Hooray for predictive text!

I have just downloaded a brilliant and award-winning Android app  called SwiftKey which takes predictive text to another level. Your next word is predicted with incredible accuracy and a third of its suggestions are right first time without the need to press more than two letters. By downloading and processing all previous texts you have sent it remembers how you write and it creates a dynamic understanding or your texting style. I just sent a text with 26 characters and only tapped the keyboard 6 times. Talk about quick!

So with the hilarious uploads on is it really a good thing to have your smartphone telling you what to say?
For me, anything that gets rid of the ubiquitous ‘txt spk’ can only be a good thing. Not that there’s anything wrong with text speak, just so long as it is confined to SMS texts and doesn’t stray wantonly into emails or, God forbid, letters!

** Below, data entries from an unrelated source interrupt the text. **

//! Relocation management command - add, list, remove relocations

use std::path::Path;

use anyhow::bail;

use crate::cli::app::RelocateAction;
use coursesync::adapters::TomlLinkStore;
use coursesync::core::ports::LinkStore;
use coursesync::output::{MappingListResult, OperationResult, OutputMode};

/// Handle relocation subcommands
pub fn relocate(config: &Path, action: RelocateAction, mode: OutputMode) -> anyhow::Result<()> {
    let mut store = TomlLinkStore::open(config)?;

    match action {
        RelocateAction::Add { from, to } => {
            if from == to {
                bail!("account '{from}' cannot be relocated to itself");
            }
            store.add_relocation(&from, &to)?;
            OperationResult {
                success: true,
                message: format!("Account '{from}' relocated to '{to}'"),
            }
            .render(mode);
        },
        RelocateAction::Remove { from } => {
            if !store.remove_relocation(&from)? {
                bail!("no relocation for account '{from}'");
            }
            OperationResult {
                success: true,
                message: format!("Removed relocation for account '{from}'"),
            }
            .render(mode);
        },
        RelocateAction::List => MappingListResult::new("relocations", store.relocations()).render(mode),
    }

    Ok(())
}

We have an onsite messaging system on StudentGems for students and graduates to use to make contact with potential employers. From the day we launched we were amazed at how some students did not grasp the concept of ‘first impressions’ and how important it is to make it a good one. Feedback from employers as early as May 2008 was that communication needed to be prompt, polite and correct. After one employer raised it on BBC’s The Learning Curve back in May 2008, Libby Purves took the point further in her column. To her it was the single most important issue.

An example? This is a message from a student to an employer sent yesterday (the username has been changed!):

this is acandi can u send me the details of the job to

Not very impressive. We have made it our mission to stress the importance of a professional standard of communication and have information on the site to help.

Of course it’s not fair to imply that all students are incapable of stringing together a sentence. Most are highly articulate and create a very good impression with their high standard of communication from the outset.

For those who still have a lot to learn, I highly recommend downloading an app like SwiftKey so you can see what a sentence looks like with properly spelt words. Maybe as our phones get smarter the need for text speak will disappear completely.